Gene expression in higher organisms is thought to be regulated by a complex network of transcription factor binding and chromatin modifications, yet the relative importance of these two factors remains a matter of debate. Here, we show that a computational approach allows surprisingly accurate prediction of histone modifications solely from knowledge of transcription factor binding both at promoters and at potential distal regulatory elements. This accuracy significantly and substantially exceeds what could be achieved by using DNA sequence as an input feature. Remarkably, we show that transcription factor binding enables strikingly accurate predictions across different cell lines. Analysis of the relative importance of specific transcription factors as predictors of specific histone marks recapitulated known interactions between transcription factors and histone modifiers. Our results demonstrate that reported associations between histone marks and gene expression may be indirect effects caused by interactions between transcription factors and histone-modifying complexes.

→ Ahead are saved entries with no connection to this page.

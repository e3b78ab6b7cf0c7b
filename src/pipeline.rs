use std::time::{Duration, Instant};

use serde::Serialize;
use tracing::{debug, info, warn};

use crate::codec::RecordCodec;
use crate::config::ResolvedConfig;
use crate::domain::{Bucket, DateRange, ObjectKey};
use crate::error::GlmError;
use crate::filter::{DropReason, FilterResult, GeoFilter};
use crate::merge::Merger;
use crate::scheduler::FetchScheduler;
use crate::source::ObjectSource;
use crate::staging::{StagingArea, StagingDir};
use crate::window::{BatchAccumulator, CompletedWindow, WindowTrigger};

#[derive(Debug, Clone)]
pub struct ProgressEvent {
    pub message: String,
    pub elapsed: Option<Duration>,
}

pub trait ProgressSink {
    fn event(&self, event: ProgressEvent);
}

#[derive(Debug, Clone, Serialize)]
pub struct RunReport {
    pub start: String,
    pub end: String,
    pub buckets: Vec<BucketReport>,
}

impl RunReport {
    pub fn artifact_count(&self) -> usize {
        self.buckets.iter().map(|bucket| bucket.artifacts.len()).sum()
    }

    pub fn failure_count(&self) -> usize {
        self.buckets.iter().map(|bucket| bucket.failures.len()).sum()
    }
}

#[derive(Debug, Clone, Serialize)]
pub struct BucketReport {
    pub bucket: Bucket,
    pub listed: usize,
    pub kept: usize,
    pub dropped: usize,
    pub empty_windows: usize,
    pub artifacts: Vec<ArtifactReport>,
    pub failures: Vec<FailureReport>,
}

impl BucketReport {
    fn new(bucket: Bucket) -> Self {
        Self {
            bucket,
            listed: 0,
            kept: 0,
            dropped: 0,
            empty_windows: 0,
            artifacts: Vec::new(),
            failures: Vec::new(),
        }
    }
}

#[derive(Debug, Clone, Serialize)]
pub struct ArtifactReport {
    pub path: String,
    pub window: usize,
    pub trigger: WindowTrigger,
    pub source_slots: usize,
    pub records: usize,
    pub occurrences: usize,
}

#[derive(Debug, Clone, Copy, PartialEq, Eq, Serialize)]
#[serde(rename_all = "snake_case")]
pub enum FailureStage {
    Listing,
    InvalidKey,
    Staging,
    Fetch,
    Decode,
    Merge,
    Write,
}

/// One unit that did not make it into an artifact, with enough identity to
/// reprocess it.
#[derive(Debug, Clone, Serialize)]
pub struct FailureReport {
    pub bucket: Bucket,
    pub stage: FailureStage,
    pub object: Option<String>,
    pub window: Option<usize>,
    pub message: String,
}

#[derive(Debug, Clone, Serialize)]
pub struct PlanReport {
    pub start: String,
    pub end: String,
    pub buckets: Vec<PlannedBucket>,
}

#[derive(Debug, Clone, Serialize)]
pub struct PlannedBucket {
    pub bucket: Bucket,
    pub objects: usize,
    pub windows: usize,
    pub error: Option<String>,
}

pub struct Pipeline<S: ObjectSource> {
    config: ResolvedConfig,
    source: S,
    codec: Box<dyn RecordCodec>,
    filter: GeoFilter,
    merger: Merger,
    scheduler: FetchScheduler,
    staging: StagingArea,
}

impl<S: ObjectSource> Pipeline<S> {
    pub fn new(config: ResolvedConfig, source: S, codec: Box<dyn RecordCodec>) -> Self {
        let filter = GeoFilter::new(config.bbox, config.layout.clone());
        let merger = Merger::new(config.layout.clone(), config.output_dir.clone());
        let scheduler = FetchScheduler::new(config.workers);
        let staging = StagingArea::new(config.staging_dir.clone());
        Self {
            config,
            source,
            codec,
            filter,
            merger,
            scheduler,
            staging,
        }
    }

    pub fn config(&self) -> &ResolvedConfig {
        &self.config
    }

    pub fn source(&self) -> &S {
        &self.source
    }

    /// Processes every bucket of the range in order. Only configuration
    /// problems (an unreachable store, an unusable staging root) abort the
    /// run; everything else lands in the report.
    pub fn run(
        &self,
        range: &DateRange,
        hours: Option<&[u8]>,
        sink: &dyn ProgressSink,
    ) -> Result<RunReport, GlmError> {
        let started = Instant::now();
        self.probe(sink)?;
        let purged = self.staging.purge_stale()?;
        if purged > 0 {
            info!(purged, root = %self.staging.root(), "removed stale staging directories");
        }

        let buckets = range.buckets(hours);
        info!(
            start = %range.start(),
            end = %range.end(),
            buckets = buckets.len(),
            "starting aggregation"
        );
        let reports = buckets
            .into_iter()
            .map(|bucket| self.process_bucket(bucket, sink))
            .collect();

        let report = RunReport {
            start: range.start().to_string(),
            end: range.end().to_string(),
            buckets: reports,
        };
        sink.event(ProgressEvent {
            message: format!(
                "phase=Done; {} artifacts, {} failures",
                report.artifact_count(),
                report.failure_count()
            ),
            elapsed: Some(started.elapsed()),
        });
        Ok(report)
    }

    /// Lists every bucket without fetching anything.
    pub fn plan(
        &self,
        range: &DateRange,
        hours: Option<&[u8]>,
        sink: &dyn ProgressSink,
    ) -> Result<PlanReport, GlmError> {
        self.probe(sink)?;
        let capacity = self.config.window_capacity;
        let buckets = range
            .buckets(hours)
            .into_iter()
            .map(|bucket| {
                sink.event(ProgressEvent {
                    message: format!("phase=List; {bucket}"),
                    elapsed: None,
                });
                match self.list_keys(&bucket) {
                    Ok((keys, _)) => PlannedBucket {
                        bucket,
                        objects: keys.len(),
                        windows: keys.len().div_ceil(capacity),
                        error: None,
                    },
                    Err(err) => PlannedBucket {
                        bucket,
                        objects: 0,
                        windows: 0,
                        error: Some(err.to_string()),
                    },
                }
            })
            .collect();
        Ok(PlanReport {
            start: range.start().to_string(),
            end: range.end().to_string(),
            buckets,
        })
    }

    pub fn process_bucket(&self, bucket: Bucket, sink: &dyn ProgressSink) -> BucketReport {
        let started = Instant::now();
        let mut report = BucketReport::new(bucket);
        sink.event(ProgressEvent {
            message: format!("phase=List; {bucket}"),
            elapsed: None,
        });

        let keys = match self.list_keys(&bucket) {
            Ok((keys, invalid)) => {
                report.failures.extend(invalid);
                keys
            }
            Err(err) => {
                warn!(%bucket, error = %err, "listing failed, skipping hour");
                report.failures.push(FailureReport {
                    bucket,
                    stage: FailureStage::Listing,
                    object: None,
                    window: None,
                    message: err.to_string(),
                });
                return report;
            }
        };
        report.listed = keys.len();
        if keys.is_empty() {
            info!(%bucket, "no objects for hour");
            return report;
        }

        let staging = match self.staging.acquire(&bucket) {
            Ok(staging) => staging,
            Err(err) => {
                warn!(%bucket, error = %err, "cannot stage hour");
                report.failures.push(FailureReport {
                    bucket,
                    stage: FailureStage::Staging,
                    object: None,
                    window: None,
                    message: err.to_string(),
                });
                return report;
            }
        };

        sink.event(ProgressEvent {
            message: format!(
                "phase=Fetch; {bucket}: {} objects on {} workers",
                keys.len(),
                self.scheduler.workers()
            ),
            elapsed: None,
        });

        let mut accumulator = BatchAccumulator::new(bucket, self.config.window_capacity);
        let mut object_failures = Vec::new();
        let mut window_outcomes = WindowOutcomes::default();
        let mut kept = 0;
        let mut dropped = 0;
        {
            let mut emit = |window: CompletedWindow| {
                sink.event(ProgressEvent {
                    message: format!(
                        "phase=Merge; {bucket} window {} ({} slots)",
                        window.sequence,
                        window.source_slots()
                    ),
                    elapsed: None,
                });
                self.emit_window(&window, &mut window_outcomes);
            };
            self.scheduler.run(
                keys,
                |_, key: ObjectKey| self.fetch_and_filter(&staging, key),
                |index, result: FilterResult| {
                    if result.is_kept() {
                        kept += 1;
                    } else {
                        dropped += 1;
                    }
                    if let Some(failure) = object_failure(&bucket, &result) {
                        object_failures.push(failure);
                    }
                    accumulator.add(index, result, &mut emit);
                },
            );
            accumulator.finish(&mut emit);
        }

        if let Err(err) = staging.clear() {
            warn!(%bucket, error = %err, "failed to clear staging directory");
        }

        report.kept = kept;
        report.dropped = dropped;
        report.empty_windows = window_outcomes.empty;
        report.artifacts = window_outcomes.artifacts;
        report.failures.extend(object_failures);
        report.failures.extend(window_outcomes.failures);
        info!(
            %bucket,
            listed = report.listed,
            kept = report.kept,
            artifacts = report.artifacts.len(),
            failures = report.failures.len(),
            "hour complete"
        );
        sink.event(ProgressEvent {
            message: format!("phase=Bucket; {bucket} done"),
            elapsed: Some(started.elapsed()),
        });
        report
    }

    fn probe(&self, sink: &dyn ProgressSink) -> Result<(), GlmError> {
        sink.event(ProgressEvent {
            message: format!("phase=Probe; {}", self.config.source.base_url),
            elapsed: None,
        });
        self.config
            .retry
            .run("probe", GlmError::is_transient, |_| self.source.probe())
            .map_err(|err| match err {
                GlmError::StoreUnreachable(_) => err,
                other => {
                    GlmError::StoreUnreachable(format!("{}: {other}", self.config.source.base_url))
                }
            })
    }

    /// Lists the bucket and orders its keys by scan start, ties by listing
    /// order. A missing hour is an empty listing. Keys that do not parse
    /// are reported and skipped.
    fn list_keys(&self, bucket: &Bucket) -> Result<(Vec<ObjectKey>, Vec<FailureReport>), GlmError> {
        let raw = match self
            .config
            .retry
            .run("list", GlmError::is_transient, |_| self.source.list(bucket))
        {
            Ok(raw) => raw,
            Err(err) if err.is_not_found() => {
                debug!(%bucket, "hour not present in store");
                Vec::new()
            }
            Err(err) => return Err(err),
        };

        let mut keys = Vec::with_capacity(raw.len());
        let mut invalid = Vec::new();
        for key in raw {
            match key.parse::<ObjectKey>() {
                Ok(parsed) => keys.push(parsed),
                Err(err) => {
                    warn!(%bucket, object = %key, error = %err, "skipping unparseable key");
                    invalid.push(FailureReport {
                        bucket: *bucket,
                        stage: FailureStage::InvalidKey,
                        object: Some(key),
                        window: None,
                        message: err.to_string(),
                    });
                }
            }
        }
        keys.sort_by_key(ObjectKey::start_time);
        Ok((keys, invalid))
    }

    fn fetch_and_filter(&self, staging: &StagingDir, key: ObjectKey) -> FilterResult {
        let path = staging.place(&key);
        let fetched = self.config.retry.run("fetch", GlmError::is_transient, |_| {
            self.source.fetch(key.as_str(), path.as_std_path())
        });
        if let Err(err) = fetched {
            warn!(object = %key, error = %err, "fetch failed, keeping placeholder");
            staging.release(&path);
            return FilterResult::placeholder(key, DropReason::FetchFailed(err.to_string()));
        }
        let result = self
            .filter
            .evaluate(self.codec.as_ref(), key, path.as_std_path());
        staging.release(&path);
        result
    }

    fn emit_window(&self, window: &CompletedWindow, outcomes: &mut WindowOutcomes) {
        let failure = |stage: FailureStage, err: GlmError| FailureReport {
            bucket: window.bucket,
            stage,
            object: None,
            window: Some(window.sequence),
            message: err.to_string(),
        };
        let artifact = match self.merger.merge(window) {
            Ok(Some(artifact)) => artifact,
            Ok(None) => {
                info!(
                    bucket = %window.bucket,
                    window = window.sequence,
                    slots = window.source_slots(),
                    "window has no records inside region, nothing written"
                );
                outcomes.empty += 1;
                return;
            }
            Err(err) => {
                warn!(bucket = %window.bucket, window = window.sequence, error = %err, "merge failed");
                outcomes.failures.push(failure(FailureStage::Merge, err));
                return;
            }
        };
        match self.merger.write(&artifact, self.codec.as_ref()) {
            Ok(path) => outcomes.artifacts.push(ArtifactReport {
                path: path.to_string(),
                window: artifact.sequence,
                trigger: artifact.trigger,
                source_slots: artifact.source_slots,
                records: artifact.record_count,
                occurrences: artifact.occurrence_count,
            }),
            Err(err) => {
                warn!(bucket = %window.bucket, window = window.sequence, error = %err, "artifact write failed");
                outcomes.failures.push(failure(FailureStage::Write, err));
            }
        }
    }
}

#[derive(Default)]
struct WindowOutcomes {
    artifacts: Vec<ArtifactReport>,
    failures: Vec<FailureReport>,
    empty: usize,
}

fn object_failure(bucket: &Bucket, result: &FilterResult) -> Option<FailureReport> {
    let (stage, message) = match result.drop_reason()? {
        DropReason::FetchFailed(message) => (FailureStage::Fetch, message),
        DropReason::DecodeFailed(message) => (FailureStage::Decode, message),
        DropReason::NoEvents | DropReason::NoEventsInRegion => return None,
    };
    Some(FailureReport {
        bucket: *bucket,
        stage,
        object: Some(result.key.to_string()),
        window: None,
        message: message.clone(),
    })
}

/// Forwards progress events to the log.
pub struct TracingProgress;

impl ProgressSink for TracingProgress {
    fn event(&self, event: ProgressEvent) {
        match event.elapsed {
            Some(elapsed) => info!(elapsed_ms = elapsed.as_millis() as u64, "{}", event.message),
            None => debug!("{}", event.message),
        }
    }
}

Keywords: epigenetics; gene regulation.

Fig. 1.

Histone modifications can be predicted from DNA sequence. (A) Representative ROC curves of the performance of k-mer LR-based classifiers for histone modifications at gene promoters in H1 cells. The AUC for each task is indicated in the legend. The ROC curves shown are for a single iteration of a 70–30 split of the data. (B) H3K4me3 profile at test set promoters in H1 cells. Shown on the Left is the mean H3K4me3 profile at promoters predicted to be positive (green) and negative (red) for H3K4me3 in a single iteration of the analysis. The cutoff used was P = 0.5. The panel on the Right shows the profile at all of the promoters in the test set ordered by their predicted probability of being marked by H3K4me3 (white, low; red, high).

Fig. 2.

Histone modifications can be predicted from TF-binding data. (A) Representative ROC curves of the performance of TF ChIP-Seq LR-based classifiers for histone modifications at gene promoters in H1 cells. The AUC for each task is indicated in the legend. The ROC curves shown are for a single iteration of a 70–30 split of the data. (B) TF-binding prediction outperforms DNA sequence. Shown is a scatter plot comparing the AUCs achieved from TF-binding LR classifiers (y axis) and DNA sequence LR classifiers (x axis). Each point represents the mean of 10 computational experiments for one histone mark in one cell line. (C) H3K9ac profile at test set promoters. Shown on the Left is the mean H3K9ac profile at test set promoters predicted to be positive (green) and negative (red) for H3K9ac. Both predictions were performed on the same set of promoters. The dashed lines are predictions from sequence, and the solid lines are predictions from TFs. Notice the higher average of TF predicted positive marks. On the Right are heat maps of H3K9ac levels (white, low; red, high) at the individual promoters ordered by predicted positive probability (increasing along the y axis) as provided by sequence LR (Center) and by TF LR (Right).

Fig. 3.

TF-binding data can predict histone marks across cell lines. Shown are ROC curves for TF-binding LR classifiers for H3K4me3. Classifiers were trained on the cell line indicated by the row and tested on each of the three cell lines (indicated by the column). The AUC is given on the plot in each case.

Fig. 4.

TF weights uncover histone modifier–TF interactions. Heat map of LR weights from the prediction of histone modifications from TF-binding data in H1 cells. Each cell represents the weight assigned to a particular TF in predicting the occurrence of a particular histone mark. Both the rows and columns were subject to hierarchical clustering.